Information générale
Forum:
Visual FoxPro
Catégorie:
Codage, syntaxe et commandes
Divers
Thread ID:
00206066
Message ID:
00207846
Vues:
19
David,

So WHY do you attribute this to "the optimizer", that is the question?

I also stated in my reply that we are told in virtually ALL programming languages to 'self-optimize' logical statements to avoid extra (and unnecessary) processing.

*IF* VFP indeed has an "optimizer" for logical statements, this would be the first that I have EVER heard of it! As you have done, some may speculate that that is the case.

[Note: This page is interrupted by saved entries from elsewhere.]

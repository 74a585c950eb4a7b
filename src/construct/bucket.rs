//! Initial partition of the suffix array into prefix-equal buckets.
//!
//! Byte alphabets are bucketed by histogram over the `prefix`-byte keys;
//! wide alphabets fill the array with the identity permutation and sort
//! it by zero-padded symbol windows. Either way the output is a stable
//! arrangement of the interior positions into buckets ordered by their
//! `prefix`-long window, with positions inside a bucket in ascending
//! text order, plus one initial group per non-empty bucket.

use super::index::{Rank, SaIndex, Symbol};
use super::types::{extract, prefix_eq, prefix_then_pos, safe_extract, Phase1Group};

/// Write the preliminary ordering into `sa` and return the initial
/// group list. Slots 0 and 1 receive the two sentinel suffixes; the
/// groups cover `[2, n)` left to right.
pub fn sort_by_prefix<T, I, B>(text: &[T], sa: &mut [I], prefix: usize) -> Vec<Phase1Group<B>>
where
    T: Symbol,
    I: SaIndex,
    B: Rank,
{
    let n = text.len();
    debug_assert_eq!(sa.len(), n);
    debug_assert!(prefix >= 1 && prefix <= 3);

    let mut groups = Vec::new();
    if T::WIDTH == 1 {
        if prefix == 1 {
            byte_buckets(text, sa, &mut groups);
        } else {
            wide_byte_buckets(text, sa, prefix, &mut groups);
        }
    } else {
        comparison_buckets(text, sa, prefix, &mut groups);
    }

    sa[0] = I::from_index(n - 1);
    sa[1] = I::from_index(0);
    groups
}

fn byte_buckets<T, I, B>(text: &[T], sa: &mut [I], groups: &mut Vec<Phase1Group<B>>)
where
    T: Symbol,
    I: SaIndex,
    B: Rank,
{
    let n = text.len();
    let mut borders = [0usize; 256];
    for &c in text {
        borders[c.to_usize()] += 1;
    }

    let mut left_border = 2;
    for b in 1..256 {
        let gsize = borders[b];
        borders[b] = left_border;
        if gsize > 0 {
            groups.push(Phase1Group::initial(left_border, gsize));
        }
        left_border += gsize;
    }

    // the two sentinel occurrences of symbol 0 land in the reserved
    // slots and are overwritten by the caller
    borders[0] = 0;
    for i in 0..n {
        let c = text[i].to_usize();
        sa[borders[c]] = I::from_index(i);
        borders[c] += 1;
    }
}

fn wide_byte_buckets<T, I, B>(
    text: &[T],
    sa: &mut [I],
    prefix: usize,
    groups: &mut Vec<Phase1Group<B>>,
) where
    T: Symbol,
    I: SaIndex,
    B: Rank,
{
    let n = text.len();
    let buckets = 1 << (8 * prefix);
    let mut borders = vec![0usize; buckets];

    // the tail of the text needs zero padding; everything before it
    // can use the unchecked window
    let stop = std::cmp::max(1, n.saturating_sub(prefix + 1));
    for i in 1..stop {
        borders[extract(text, i, prefix)] += 1;
    }
    for i in stop..n - 1 {
        borders[safe_extract(text, i, prefix)] += 1;
    }

    // interior symbols are nonzero, so every occupied bucket starts
    // with a key whose first byte is at least 1
    let mut left_border = 2;
    for b in (buckets >> 8)..buckets {
        let gsize = borders[b];
        borders[b] = left_border;
        if gsize > 0 {
            groups.push(Phase1Group::initial(left_border, gsize));
        }
        left_border += gsize;
    }

    for i in 1..stop {
        let key = extract(text, i, prefix);
        sa[borders[key]] = I::flagged_if(text[i - 1] < text[i], i);
        borders[key] += 1;
    }
    for i in stop..n - 1 {
        let key = safe_extract(text, i, prefix);
        sa[borders[key]] = I::flagged_if(text[i - 1] < text[i], i);
        borders[key] += 1;
    }
}

fn comparison_buckets<T, I, B>(
    text: &[T],
    sa: &mut [I],
    prefix: usize,
    groups: &mut Vec<Phase1Group<B>>,
) where
    T: Symbol,
    I: SaIndex,
    B: Rank,
{
    let n = text.len();
    for i in 0..n {
        sa[i] = I::from_index(i);
    }
    sa.sort_unstable_by(|&a, &b| prefix_then_pos(text, a.index(), b.index(), prefix));

    // the sentinel suffixes sort below every interior position and end
    // up in the two reserved slots on their own
    let mut left_border = 2;
    let mut gsize = 1;
    for i in 2..n - 1 {
        if prefix_eq(text, sa[i].index(), sa[i + 1].index(), prefix) {
            gsize += 1;
        } else {
            groups.push(Phase1Group::initial(left_border, gsize));
            left_border = i + 1;
            gsize = 1;
        }
    }
    groups.push(Phase1Group::initial(left_border, gsize));
}

#[cfg(test)]
mod tests {
    use super::*;
    use rand::random;
    use std::cmp::Ordering;

    fn bucketed<T: Symbol>(text: &[T], prefix: usize) -> (Vec<u32>, Vec<Phase1Group<u32>>) {
        let mut sa = vec![0u32; text.len()];
        let groups = sort_by_prefix::<_, _, u32>(text, &mut sa, prefix);
        (sa, groups)
    }

    fn assert_bucket_order<T: Symbol>(text: &[T], sa: &[u32], prefix: usize) {
        for i in 3..sa.len() {
            let (a, b) = (sa[i - 1].index(), sa[i].index());
            assert_ne!(
                prefix_then_pos(text, a, b, prefix),
                Ordering::Greater,
                "window order violated at slot {}",
                i
            );
        }
    }

    fn with_sentinels(interior: &[u8]) -> Vec<u8> {
        let mut text = vec![0];
        text.extend_from_slice(interior);
        text.push(0);
        text
    }

    #[test]
    fn windows_are_sorted_for_every_prefix() {
        for _ in 0..50 {
            let len = 3 + random::<usize>() % 120;
            let interior: Vec<u8> = (0..len).map(|_| 1 + random::<u8>() % 4).collect();
            let text = with_sentinels(&interior);
            for prefix in 1..=3 {
                let (sa, groups) = bucketed(&text, prefix);
                assert_eq!(sa[0].index(), text.len() - 1);
                assert_eq!(sa[1].index(), 0);
                assert_bucket_order(&text, &sa, prefix);
                let total: usize = groups.iter().map(|g| g.size as usize).sum();
                assert_eq!(total, text.len() - 2);
                assert_eq!(groups[0].start, 2);
            }
        }
    }

    #[test]
    fn groups_are_adjacent_and_prefix_equal() {
        let text = with_sentinels(b"mississippi");
        for prefix in 1..=3 {
            let (sa, groups) = bucketed(&text, prefix);
            let mut expected_start = 2;
            for g in &groups {
                assert_eq!(g.start, expected_start);
                assert_eq!(g.lyndon, 1);
                assert!(g.resolvable);
                assert!(!g.finalized);
                expected_start += g.size;
                for w in sa[g.start as usize..expected_start as usize].windows(2) {
                    assert!(prefix_eq(&text, w[0].index(), w[1].index(), prefix));
                }
            }
        }
    }

    #[test]
    fn flags_mark_ascents_for_wide_prefixes() {
        let text = with_sentinels(b"banana");
        for prefix in 2..=3 {
            let (sa, _) = bucketed(&text, prefix);
            for &e in &sa[2..] {
                let i = e.index();
                assert_eq!(e.is_flagged(), text[i - 1] < text[i]);
            }
        }
    }

    #[test]
    fn wide_alphabet_falls_back_to_comparison() {
        let text: Vec<u32> = vec![0, 7, 7, 5, 5, 0];
        for prefix in 1..=3 {
            let (sa, groups) = bucketed(&text, prefix);
            assert_eq!(sa[0].index(), 5);
            assert_eq!(sa[1].index(), 0);
            assert_bucket_order(&text, &sa, prefix);
            let total: usize = groups.iter().map(|g| g.size as usize).sum();
            assert_eq!(total, 4);
        }
    }
}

There is absolute no way that your assertion that " This is a completely false statement " is borne out by your example as virtually every language would perform in the same way. Yes, some might do a complete syntactical check of a whole statement before executing it, and some may even perform complete operand type-compatibility checks before executing the statement. We know that FP/VFP *previously* did not check for these things because we could have a syntax error or even a type conflict which went undetected *UNTIL* a case arose where the (further along) part of the statement actually got interpreted/executed. This has been reported as fixed for some time now, so if anything VFP is now less 'optimized' than it used to be.

Jim N

>Jim,
>
>> This "proves" that the so-called VFP 'optimization' is a figment of the imagination
>
>This is a completely false statement. If you use function calls in place of memvars in the logical expression, you will in fact be able to trace the execution and see that VFP will do it's own optimization. I'd point you back at the code I posted earlier in the thread as a starting point. The expression in that code was purposely constructed to be non-optimizeable to show that VFP correctly understood the operatir precedence. If you run ? t1() or t2() and trace it the t2() function WILL NOT BE CALLED, the optimizer knows that calling it can not change the end result, so it doesn't call it.